• Description of the task:
Every line with the word "ValidationErrors" in it should be extracted from the data that follows.

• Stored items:

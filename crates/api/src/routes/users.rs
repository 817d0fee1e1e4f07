//! Member registration and lookup routes.

use axum::{
    Json, Router,
    extract::{Path, State},
    http::StatusCode,
    response::IntoResponse,
    routing::{get, post},
};
use chrono::{DateTime, FixedOffset, Utc};
use serde::{Deserialize, Serialize};
use stokvel_core::assistant::{PAYMENT_HISTORY_LIMIT, PaymentFilter, PaymentRecord, StokvelDirectory};
use stokvel_core::contribution::evaluate_payment_status;
use stokvel_core::credentials::MIN_PASSWORD_LEN;
use stokvel_db::UserRepository;
use stokvel_db::entities::users;
use stokvel_db::repositories::CreateUserInput;
use stokvel_shared::types::UserId;
use uuid::Uuid;
use validator::Validate;

use crate::{AppState, error::ApiError};

/// [`MIN_PASSWORD_LEN`] as the `u64` the `validator` length rule expects.
const MIN_PASSWORD_LEN_U64: u64 = MIN_PASSWORD_LEN as u64;

/// Creates the user routes.
pub fn routes() -> Router<AppState> {
    Router::new()
        .route("/users", post(create_user))
        .route("/users/{id}", get(get_user))
        .route("/users/{id}/stokvels", get(user_stokvels))
        .route("/users/{id}/payments", get(user_payments))
}

/// Request body for registering a member.
#[derive(Debug, Deserialize, Validate)]
pub struct CreateUserRequest {
    /// First name.
    #[validate(length(min = 1, max = 100))]
    pub name: String,
    /// Surname.
    #[validate(length(min = 1, max = 100))]
    pub surname: String,
    /// Contact email.
    #[validate(email)]
    pub email: Option<String>,
    /// National ID number.
    #[validate(length(min = 1, max = 32))]
    pub id_number: Option<String>,
    /// Plaintext password.
    #[validate(length(min = MIN_PASSWORD_LEN_U64))]
    pub password: String,
}

/// A registered member. The password hash is never returned.
#[derive(Debug, Serialize)]
pub struct UserResponse {
    /// User ID.
    pub id: Uuid,
    /// First name.
    pub name: String,
    /// Surname.
    pub surname: String,
    /// Contact email.
    pub email: Option<String>,
    /// National ID number.
    pub id_number: Option<String>,
    /// Registration time.
    pub joined_at: DateTime<FixedOffset>,
}

impl From<users::Model> for UserResponse {
    fn from(user: users::Model) -> Self {
        Self {
            id: user.id,
            name: user.name,
            surname: user.surname,
            email: user.email,
            id_number: user.id_number,
            joined_at: user.joined_at,
        }
    }
}

/// POST `/users` - Register a member.
async fn create_user(
    State(state): State<AppState>,
    Json(req): Json<CreateUserRequest>,
) -> Result<impl IntoResponse, ApiError> {
    req.validate()?;

    let user = UserRepository::new((*state.db).clone())
        .create(CreateUserInput {
            name: req.name,
            surname: req.surname,
            email: req.email,
            id_number: req.id_number,
            password: req.password,
        })
        .await?;

    Ok((StatusCode::CREATED, Json(UserResponse::from(user))))
}

async fn find_user(state: &AppState, id: Uuid) -> Result<users::Model, ApiError> {
    UserRepository::new((*state.db).clone())
        .find_by_id(id)
        .await?
        .ok_or_else(|| ApiError::not_found("user"))
}

/// GET `/users/{id}` - Get a member.
async fn get_user(
    State(state): State<AppState>,
    Path(id): Path<Uuid>,
) -> Result<Json<UserResponse>, ApiError> {
    Ok(Json(find_user(&state, id).await?.into()))
}

/// GET `/users/{id}/stokvels` - Stokvels the member belongs to.
async fn user_stokvels(
    State(state): State<AppState>,
    Path(id): Path<Uuid>,
) -> Result<impl IntoResponse, ApiError> {
    find_user(&state, id).await?;
    let memberships = state.directory().user_stokvels(UserId::from(id)).await?;
    Ok(Json(memberships))
}

/// GET `/users/{id}/payments` - The member's latest payments across stokvels.
async fn user_payments(
    State(state): State<AppState>,
    Path(id): Path<Uuid>,
) -> Result<impl IntoResponse, ApiError> {
    find_user(&state, id).await?;

    let filter = PaymentFilter {
        user_id: Some(UserId::from(id)),
        stokvel_id: None,
    };
    let now = Utc::now();
    let records: Vec<PaymentRecord> = state
        .directory()
        .payment_history(filter, PAYMENT_HISTORY_LIMIT)
        .await?
        .into_iter()
        .map(|row| {
            let status = evaluate_payment_status(Some(&row.paid_at), &now);
            PaymentRecord::from_row(row, status)
        })
        .collect();

    Ok(Json(records))
}
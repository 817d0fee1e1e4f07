//! Common types used across the application.

pub mod id;
pub mod pagination;


pub use id::*;
pub use pagination::{PageMeta, PageRequest, PageResponse};
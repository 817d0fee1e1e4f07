//! JSON error responses.
//!
//! Every failure is rendered as `{"error": CODE, "message": text}`. Server
//! errors are logged and their details withheld from the client.

use axum::{
    Json,
    http::StatusCode,
    response::{IntoResponse, Response},
};
use sea_orm::DbErr;
use serde_json::json;
use stokvel_core::assistant::DirectoryError;
use stokvel_core::credentials::CredentialError;
use stokvel_core::stokvel::StokvelError;
use stokvel_db::repositories::{EnrollmentError, PaymentError, StokvelRepoError, UserError};
use stokvel_shared::AppError;
use tracing::error;
use validator::ValidationErrors;

/// An error ready to be returned from a handler.
#[derive(Debug)]
pub struct ApiError {
    status: StatusCode,
    code: &'static str,
    message: String,
}

impl ApiError {
    /// Creates an error with an explicit status and code.
    #[must_use]
    pub fn new(status: StatusCode, code: &'static str, message: impl Into<String>) -> Self {
        Self {
            status,
            code,
            message: message.into(),
        }
    }

    /// 404 for a missing resource.
    #[must_use]
    pub fn not_found(what: &str) -> Self {
        AppError::NotFound(what.to_string()).into()
    }

    /// HTTP status of the response.
    #[must_use]
    pub const fn status(&self) -> StatusCode {
        self.status
    }

    /// Machine-readable error code.
    #[must_use]
    pub const fn code(&self) -> &'static str {
        self.code
    }
}

impl IntoResponse for ApiError {
    fn into_response(self) -> Response {
        (
            self.status,
            Json(json!({
                "error": self.code,
                "message": self.message,
            })),
        )
            .into_response()
    }
}

impl From<AppError> for ApiError {
    fn from(err: AppError) -> Self {
        let status =
            StatusCode::from_u16(err.status_code()).unwrap_or(StatusCode::INTERNAL_SERVER_ERROR);
        let message = if err.is_client_facing() {
            err.to_string()
        } else {
            error!(error = %err, "Request failed");
            "An internal error occurred".to_string()
        };
        Self::new(status, err.error_code(), message)
    }
}

impl From<DbErr> for ApiError {
    fn from(err: DbErr) -> Self {
        AppError::Database(err.to_string()).into()
    }
}

impl From<DirectoryError> for ApiError {
    fn from(err: DirectoryError) -> Self {
        AppError::Database(err.to_string()).into()
    }
}

impl From<ValidationErrors> for ApiError {
    fn from(err: ValidationErrors) -> Self {
        AppError::Validation(err.to_string()).into()
    }
}

impl From<StokvelError> for ApiError {
    fn from(err: StokvelError) -> Self {
        let status = StatusCode::from_u16(err.http_status_code()).unwrap_or(StatusCode::BAD_REQUEST);
        Self::new(status, err.error_code(), err.to_string())
    }
}

impl From<StokvelRepoError> for ApiError {
    fn from(err: StokvelRepoError) -> Self {
        match err {
            StokvelRepoError::Rule(e) => e.into(),
            StokvelRepoError::Database(e) => e.into(),
        }
    }
}

impl From<UserError> for ApiError {
    fn from(err: UserError) -> Self {
        match err {
            UserError::DuplicateEmail(_) => AppError::Conflict(err.to_string()).into(),
            UserError::Credential(CredentialError::TooShort) => {
                AppError::Validation(CredentialError::TooShort.to_string()).into()
            }
            UserError::Credential(e) => AppError::Internal(e.to_string()).into(),
            UserError::Database(e) => e.into(),
        }
    }
}

impl From<EnrollmentError> for ApiError {
    fn from(err: EnrollmentError) -> Self {
        match err {
            EnrollmentError::StokvelNotFound(_) | EnrollmentError::UserNotFound(_) => {
                AppError::NotFound(err.to_string()).into()
            }
            EnrollmentError::Rule(e) => e.into(),
            EnrollmentError::Database(e) => e.into(),
        }
    }
}

impl From<PaymentError> for ApiError {
    fn from(err: PaymentError) -> Self {
        match err {
            PaymentError::Rule(e) => e.into(),
            PaymentError::Database(e) => e.into(),
        }
    }
}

• Reply to the exercise:
use validator::ValidationErrors;
impl From<ValidationErrors> for ApiError {
    fn from(err: ValidationErrors) -> Self {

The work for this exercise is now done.